Task statement » Repeat everything in the listing below. Keep each line exact.

————

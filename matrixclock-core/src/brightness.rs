//! Shared brightness value
//!
//! The light sensor runs on its own cadence (often from an interrupt) and
//! publishes a level; the display loop picks it up and forwards it to the
//! chips. The level is a single byte so an atomic is enough to share it.

use core::sync::atomic::{AtomicU8, Ordering};

use crate::command::MAX_BRIGHTNESS;
use crate::error::DisplayError;
use crate::display::MatrixDisplay;
use crate::traits::BusTransport;

/// Brightness level shared between the sensor and the display loop
///
/// Suitable for a `static`:
///
/// ```
/// use matrixclock_core::brightness::SharedBrightness;
///
/// static BRIGHTNESS: SharedBrightness = SharedBrightness::new(8);
/// BRIGHTNESS.store(3);
/// assert_eq!(BRIGHTNESS.load(), 3);
/// ```
#[derive(Debug)]
pub struct SharedBrightness {
    level: AtomicU8,
}

impl Default for SharedBrightness {
    fn default() -> Self {
        Self::new(MAX_BRIGHTNESS)
    }
}

impl SharedBrightness {
    /// Create a cell holding `level` (clamped to 0-15)
    pub const fn new(level: u8) -> Self {
        let level = if level > MAX_BRIGHTNESS {
            MAX_BRIGHTNESS
        } else {
            level
        };
        Self {
            level: AtomicU8::new(level),
        }
    }

    /// Publish a new level (clamped to 0-15)
    pub fn store(&self, level: u8) {
        self.level.store(level.min(MAX_BRIGHTNESS), Ordering::Relaxed);
    }

    /// Latest published level
    pub fn load(&self) -> u8 {
        self.level.load(Ordering::Relaxed)
    }
}

/// Forwards brightness changes to the display
///
/// Remembers the last level written so that polling an unchanged value
/// costs no bus traffic.
#[derive(Debug, Clone, Copy, Default, PartialEq, Eq)]
pub struct BrightnessTracker {
    applied: Option<u8>,
}

impl BrightnessTracker {
    pub const fn new() -> Self {
        Self { applied: None }
    }

    /// Level last written to the chips
    pub fn applied(&self) -> Option<u8> {
        self.applied
    }

    /// Apply `shared`'s level if it changed since the last call
    ///
    /// Returns `true` if a brightness command was sent.
    pub fn poll<B, const CHIPS: usize, const QUEUE: usize>(
        &mut self,
        shared: &SharedBrightness,
        display: &mut MatrixDisplay<B, CHIPS, QUEUE>,
    ) -> Result<bool, DisplayError<B::Error>>
    where
        B: BusTransport,
    {
        let level = shared.load();
        if self.applied == Some(level) {
            return Ok(false);
        }

        display.set_brightness(level)?;
        self.applied = Some(level);
        Ok(true)
    }

    /// Forget the applied level, forcing the next poll to write
    ///
    /// Call after re-initializing the display.
    pub fn invalidate(&mut self) {
        self.applied = None;
    }
}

————

Result below »
filename matrixclock-core/src/brightness.rs
//! Shared brightness value
//!
//! The light sensor runs on its own cadence (often from an interrupt) and
//! publishes a level; the display loop picks it up and forwards it to the
//! chips. The level is a single byte so an atomic is enough to share it.

use core::sync::atomic::{AtomicU8, Ordering};

use crate::command::MAX_BRIGHTNESS;
use crate::error::DisplayError;
use crate::display::MatrixDisplay;
use crate::traits::BusTransport;

/// Brightness level shared between the sensor and the display loop
///
/// Suitable for a `static`:
///
/// ```
/// use matrixclock_core::brightness::SharedBrightness;
///
/// static BRIGHTNESS: SharedBrightness = SharedBrightness::new(8);
/// BRIGHTNESS.store(3);
/// assert_eq!(BRIGHTNESS.load(), 3);
/// ```
#[derive(Debug)]
pub struct SharedBrightness {
    level: AtomicU8,
}

impl Default for SharedBrightness {
    fn default() -> Self {
        Self::new(MAX_BRIGHTNESS)
    }
}

impl SharedBrightness {
    /// Create a cell holding `level` (clamped to 0-15)
    pub const fn new(level: u8) -> Self {
        let level = if level > MAX_BRIGHTNESS {
            MAX_BRIGHTNESS
        } else {
            level
        };
        Self {
            level: AtomicU8::new(level),
        }
    }

    /// Publish a new level (clamped to 0-15)
    pub fn store(&self, level: u8) {
        self.level.store(level.min(MAX_BRIGHTNESS), Ordering::Relaxed);
    }

    /// Latest published level
    pub fn load(&self) -> u8 {
        self.level.load(Ordering::Relaxed)
    }
}

/// Forwards brightness changes to the display
///
/// Remembers the last level written so that polling an unchanged value
/// costs no bus traffic.
#[derive(Debug, Clone, Copy, Default, PartialEq, Eq)]
pub struct BrightnessTracker {
    applied: Option<u8>,
}

impl BrightnessTracker {
    pub const fn new() -> Self {
        Self { applied: None }
    }

    /// Level last written to the chips
    pub fn applied(&self) -> Option<u8> {
        self.applied
    }

    /// Apply `shared`'s level if it changed since the last call
    ///
    /// Returns `true` if a brightness command was sent.
    pub fn poll<B, const CHIPS: usize, const QUEUE: usize>(
        &mut self,
        shared: &SharedBrightness,
        display: &mut MatrixDisplay<B, CHIPS, QUEUE>,
    ) -> Result<bool, DisplayError<B::Error>>
    where
        B: BusTransport,
    {
        let level = shared.load();
        if self.applied == Some(level) {
            return Ok(false);
        }

        display.set_brightness(level)?;
        self.applied = Some(level);
        Ok(true)
    }

    /// Forget the applied level, forcing the next poll to write
    ///
    /// Call after re-initializing the display.
    pub fn invalidate(&mut self) {
        self.applied = None;
    }
}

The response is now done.